Methods: Pretreatment tumor samples from 161 patients (pts) with metastatic NSCLC, treated with pemetrexed combined with platinum (74 pts (46%)) or as single agent (82 pts (51%)) or within other combinations (5 pts (3%)), were retrospectively analyzed. FPGS and TS protein expression levels were evaluated by IHC using the H-Scoring system (0–300), which relies on the product of intensity (range 0 to 3) and the percentage of positive tumor cells (0–100%). Radiographic evaluation of response was performed according to RECIST criteria (version 1.1).
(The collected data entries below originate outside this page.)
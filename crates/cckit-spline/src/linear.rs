//! Straight-segment spline.

use cckit_math::{Point3, Segment3};
use serde::{Deserialize, Serialize};

use crate::base::{SplineBase, SplineData, SplineKind};

/// A polyline spline: consecutive control points form straight segments.
#[derive(Debug, Clone, Default, Serialize, Deserialize)]
pub struct LinearSpline {
    data: SplineData,
    segments: Vec<Segment3>,
}

impl LinearSpline {
    pub fn new(closed: bool) -> Self {
        Self {
            data: SplineData::new(closed),
            segments: Vec::new(),
        }
    }

    pub fn from_points<I: IntoIterator<Item = Point3>>(points: I, closed: bool) -> Self {
        let mut spline = Self::new(closed);
        spline.add_points(points);
        spline
    }

    /// Projects `point` onto the segments with indices in `[start, end)`,
    /// wrapping past the segment count, and returns the nearest projection.
    pub fn closest_point_in_range(&self, point: Point3, start: usize, mut end: usize) -> Point3 {
        if self.segments.is_empty() {
            return Point3::ZERO;
        }
        if end < start {
            end += self.segments.len();
        }
        let mut best = Point3::ZERO;
        let mut best_dist_sq = f64::MAX;
        for i in start..end {
            let segment = &self.segments[i % self.segments.len()];
            let candidate = segment.closest_point(point);
            let dist_sq = candidate.distance_squared(point);
            if dist_sq < best_dist_sq {
                best_dist_sq = dist_sq;
                best = candidate;
            }
        }
        best
    }
}

impl SplineBase for LinearSpline {
    fn data(&self) -> &SplineData {
        &self.data
    }

    fn data_mut(&mut self) -> &mut SplineData {
        &mut self.data
    }

    fn kind(&self) -> SplineKind {
        SplineKind::Linear
    }

    fn build_eval_points(&self, raw: &[Point3], closed: bool) -> Vec<Point3> {
        let mut eval = raw.to_vec();
        if closed && raw.len() >= 2 {
            eval.push(raw[0]);
        }
        eval
    }

    fn compute_total_length_impl(&mut self) {
        self.segments.clear();
        let mut lengths = Vec::with_capacity(self.data.eval.len().saturating_sub(1));
        for window in self.data.eval.windows(2) {
            let segment = Segment3::new(window[0], window[1]);
            lengths.push(segment.length());
            self.segments.push(segment);
        }
        self.data.set_lengths(lengths);
    }

    fn interpolate_segment(&self, local: f64, index: usize) -> Point3 {
        let eval = &self.data.eval;
        if eval.is_empty() {
            return Point3::ZERO;
        }
        if index + 1 >= eval.len() {
            return eval[index.min(eval.len() - 1)];
        }
        eval[index].lerp(eval[index + 1], local)
    }

    /// Exact nearest point on the polyline via clamped segment projection.
    fn closest_point(&self, point: Point3) -> Point3 {
        self.closest_point_in_range(point, 0, self.segments.len())
    }

    fn clear(&mut self) {
        self.data.raw.clear();
        self.data.eval.clear();
        self.data.reset_lengths();
        self.segments.clear();
    }
}
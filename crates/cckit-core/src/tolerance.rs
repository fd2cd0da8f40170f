/// Global and local tolerance management for curve computations.
#[derive(Debug, Clone, Copy, serde::Serialize, serde::Deserialize)]
pub struct Tolerance {
    /// Linear tolerance for distance comparisons (in model units)
    pub linear: f64,
    /// Tolerance for arc-length integration refinement
    pub arc_length: f64,
}

impl Tolerance {
    pub const DEFAULT_LINEAR: f64 = 1e-7;
    pub const DEFAULT_ARC_LENGTH: f64 = 1e-4;

    pub fn new(linear: f64, arc_length: f64) -> Self {
        Self { linear, arc_length }
    }

    pub fn default_precision() -> Self {
        Self {
            linear: Self::DEFAULT_LINEAR,
            arc_length: Self::DEFAULT_ARC_LENGTH,
        }
    }

    pub fn loose() -> Self {
        Self {
            linear: 1e-4,
            arc_length: 1e-3,
        }
    }

    pub fn tight() -> Self {
        Self {
            linear: 1e-10,
            arc_length: 1e-6,
        }
    }

    /// Check if two values are equal within linear tolerance
    pub fn linear_eq(self, a: f64, b: f64) -> bool {
        (a - b).abs() < self.linear
    }

    /// Check if a value is zero within linear tolerance
    pub fn is_zero(self, v: f64) -> bool {
        v.abs() < self.linear
    }
}

impl Default for Tolerance {
    fn default() -> Self {
        Self::default_precision()
    }
}
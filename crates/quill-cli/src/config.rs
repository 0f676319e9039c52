//! Configuration file and environment support

use quill_ai::{Endpoint, providers::azure::DEFAULT_API_VERSION};
use serde::{Deserialize, Serialize};
use std::fs;
use std::path::PathBuf;
use std::time::Duration;

pub const ENV_API_BASE: &str = "OPENAI_API_BASE";
pub const ENV_API_KEY: &str = "OPENAI_API_KEY";
pub const ENV_MODEL: &str = "OPENAI_API_MODEL_NAME";

/// Configuration for ai
#[derive(Debug, Clone, Default, PartialEq, Serialize, Deserialize)]
#[serde(default)]
pub struct Config {
    /// Endpoint base URL
    pub api_base: Option<String>,
    /// API key (environment variables are preferred)
    pub api_key: Option<String>,
    /// Deployment/model name
    pub model: Option<String>,
    /// api-version query parameter
    pub api_version: Option<String>,
    /// Default system prompt
    pub system_prompt: Option<String>,
    /// Request timeout in seconds
    pub timeout_secs: Option<u64>,
}

impl Config {
    /// Get the config directory
    pub fn config_dir() -> PathBuf {
        dirs::config_dir()
            .unwrap_or_else(|| PathBuf::from("."))
            .join("quill")
    }

    /// Get the config file path
    pub fn config_path() -> PathBuf {
        if let Ok(path) = std::env::var("QUILL_CONFIG_PATH") {
            return PathBuf::from(path);
        }
        Self::config_dir().join("config.toml")
    }

    /// Load config from file
    pub fn load() -> Self {
        let path = Self::config_path();
        if !path.exists() {
            return Self::default();
        }

        match fs::read_to_string(&path) {
            Ok(content) => match toml::from_str(&content) {
                Ok(config) => config,
                Err(e) => {
                    tracing::warn!("Failed to parse config file {}: {}", path.display(), e);
                    Self::default()
                }
            },
            Err(e) => {
                tracing::warn!("Failed to read config file {}: {}", path.display(), e);
                Self::default()
            }
        }
    }

    /// Write an example config file if none exists
    pub fn init() -> std::io::Result<PathBuf> {
        let path = Self::config_path();
        if path.exists() {
            return Ok(path);
        }
        if let Some(dir) = path.parent() {
            fs::create_dir_all(dir)?;
        }
        fs::write(&path, example_config())?;
        Ok(path)
    }

    /// Resolve the endpoint: environment first, then this file
    pub fn endpoint(&self, env: impl Fn(&str) -> Option<String>) -> quill_ai::Result<Endpoint> {
        let pick = |var: &str, fallback: &Option<String>| {
            env(var)
                .filter(|v| !v.trim().is_empty())
                .or_else(|| fallback.clone())
                .unwrap_or_default()
        };
        let endpoint = Endpoint::new(
            pick(ENV_API_BASE, &self.api_base),
            pick(ENV_API_KEY, &self.api_key),
            pick(ENV_MODEL, &self.model),
        )?;
        Ok(endpoint.with_api_version(
            self.api_version
                .clone()
                .unwrap_or_else(|| DEFAULT_API_VERSION.to_string()),
        ))
    }

    /// Request timeout, if configured
    pub fn timeout(&self) -> Option<Duration> {
        self.timeout_secs.map(Duration::from_secs)
    }
}

/// Generate example config content
pub fn example_config() -> &'static str {
    r#"# ai configuration file
# Environment variables OPENAI_API_BASE, OPENAI_API_KEY and
# OPENAI_API_MODEL_NAME take precedence over the values below.

# api_base = "https://my-resource.openai.azure.com"
# model = "gpt-35-turbo"
# api_version = "2023-05-15"

# It's recommended to keep the key in the environment instead
# api_key = "..."

# Default system prompt (optional)
# system_prompt = "You are a helpful assistant."

# Seconds to wait for a reply before giving up
# timeout_secs = 8
"#
}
Results: Median pretreatment H-scores were 180 for FPGS (range: 0–280) and 205 (range: 120–290) for TS. Using the log-rank test and the median H-score as cut-off, we found a significant association between low TS protein expression and improved progression-free survival (PFS) (median PFS of 5.5 months vs. 3.4 months; hazard ratio [HR] 0.66, 95% CI, 0.45 to 0.96; P=0.03) or prolonged overall survival (median OS of 33.9 months vs. 15.0 months; hazard ratio [HR] 0.52, 95% CI, 0.31 to 0.86; P=0.01). Moreover, high FPGS protein expression was only associated with better PFS (median PFS of 5.5 months vs. 3.4 months; hazard ratio [HR] 0.58, 95% CI, 0.37 to 0.89; P=0.03). Considering exclusively patients suffering from adenocarcinomas (110 pts (68%)), TS was associated with objective response to pemetrexed-based treatment (mean H-score 192 for responders vs. 210 for non-responders, P=0.03).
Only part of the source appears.